Apple Inc. (AAPL) joined with rivals Microsoft Corp. (MSFT) and Research in Motion Ltd. (RIM) to outbid Google Inc. (GOOG) for a patent portfolio from Nortel Networks Corp. and gain rights to technologies for mobile phones and tablet computers.
Bloomberg reports that the group, which also includes Sony Corp. (6758), Ericsson AB and EMC Corp., agreed to pay $4.5 billion in cash for the assets, Ontario-based Nortel said in a statement. The companies aim to complete the sale this quarter pending approval from U.S. and Canadian courts, it said.
The purchase will give Apple, RIM and their bidding partners control over more than 6,000 patents and applications that cover wireless and Internet technologies. The winning offer came after several rounds of bidding and was five times the $900 million Google had offered before the auction for Nortel’s remaining intellectual property.
“This is by far the biggest patent auction in history, both in terms of number of patents sold and in terms of the price tag,” said Alex Poltorak, chairman and chief executive officer of Suffern, New York-based General Patent Corp. “Nobody expected the price to get this high.”
The deal brings together Apple, RIM and Microsoft, which compete against each other in mobile computing, and leaves out Google, which makes the Android software for handset makers such as Samsung Electronics Co. and LG Electronics Inc. The Android alliance has become the leading platform for smartphones.
“Everybody is vying for market dominance,” said Poltorak. “My speculation is that everybody else pretty much got together bidding against Google and Intel.”
The bidding process had multiple rounds with about 150 people in the auction room, according to David Descoteaux, managing director of Lazard Ltd., Nortel’s investment banker.
“It was around-the-clock negotiations,” Descoteaux said in an interview. “We went well into the night.”
The price and the bidding show that companies considered the patents vital to their strategic goals, including the need to defend themselves from patent lawsuits and to roll out future products, Descoteaux said.
“This has woken up the world to what IP means and how companies think about ways of monetizing intellectual property,” he said.

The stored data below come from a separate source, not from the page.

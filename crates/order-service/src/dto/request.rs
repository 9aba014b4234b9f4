//! 请求 DTO 定义

use rust_decimal::Decimal;
use serde::{Deserialize, Serialize};
use validator::{Validate, ValidationError};

use crate::models::{AMOUNT_SCALE, MAX_AMOUNT, OrderStatus};

/// 创建订单请求
#[derive(Debug, Clone, Serialize, Deserialize, Validate)]
#[serde(rename_all = "camelCase")]
pub struct CreateOrderRequest {
    #[validate(length(min = 1, max = 64, message = "用户ID长度必须在1-64个字符之间"))]
    pub user_id: String,
    #[validate(length(min = 1, message = "订单至少包含一个商品"), nested)]
    pub products: Vec<OrderedProductDto>,
    #[validate(length(min = 1, message = "收货地址不能为空"))]
    pub shipping_address: String,
    #[validate(length(min = 1, max = 64, message = "支付方式长度必须在1-64个字符之间"))]
    pub payment_method: String,
}

/// 订单商品
#[derive(Debug, Clone, PartialEq, Serialize, Deserialize, Validate)]
#[serde(rename_all = "camelCase")]
pub struct OrderedProductDto {
    #[serde(alias = "code")]
    #[validate(length(min = 1, max = 64, message = "商品编码长度必须在1-64个字符之间"))]
    pub product_code: String,
    #[validate(length(min = 1, max = 255, message = "商品名称长度必须在1-255个字符之间"))]
    pub product_name: String,
    #[validate(range(min = 1, message = "商品数量必须大于0"))]
    pub quantity: i32,
    #[serde(with = "rust_decimal::serde::float")]
    #[validate(custom(function = "validate_price"))]
    pub price: Decimal,
}

/// 单价需非负、不超过金额列上限，且最多两位小数
fn validate_price(price: &Decimal) -> Result<(), ValidationError> {
    let (code, message) = if *price < Decimal::ZERO {
        ("negative_price", "商品单价不能为负数")
    } else if *price > MAX_AMOUNT {
        ("price_too_large", "商品单价超出允许范围")
    } else if price.normalize().scale() > AMOUNT_SCALE {
        ("price_scale", "商品单价最多保留两位小数")
    } else {
        return Ok(());
    };

    let mut error = ValidationError::new(code);
    error.message = Some(message.into());
    Err(error)
}

/// 更新订单状态请求
///
/// `tracking_number` 仅用于发货事件，`reason` 仅用于取消事件。
#[derive(Debug, Clone, Serialize, Deserialize)]
#[serde(rename_all = "camelCase")]
pub struct UpdateOrderStatusRequest {
    pub status: OrderStatus,
    #[serde(default)]
    pub tracking_number: Option<String>,
    #[serde(default)]
    pub reason: Option<String>,
}

impl UpdateOrderStatusRequest {
    pub fn new(status: OrderStatus) -> Self {
        Self {
            status,
            tracking_number: None,
            reason: None,
        }
    }

    pub fn with_tracking_number(mut self, tracking_number: impl Into<String>) -> Self {
        self.tracking_number = Some(tracking_number.into());
        self
    }

    pub fn with_reason(mut self, reason: impl Into<String>) -> Self {
        self.reason = Some(reason.into());
        self
    }
}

Nortel, which filed for bankruptcy in 2009, fetched more for the patents than the $3 billion it had previously raised by selling almost all its businesses. RIM, maker of the BlackBerry smartphone, will pay about $770 million for its share of the patents, the Waterloo, Ontario-based company said in a statement. Ericsson will pay $340 million, the Stockholm-based networking-equipment maker said. Steve Dowling, a spokesman for Apple, declined to comment beyond the Nortel statement.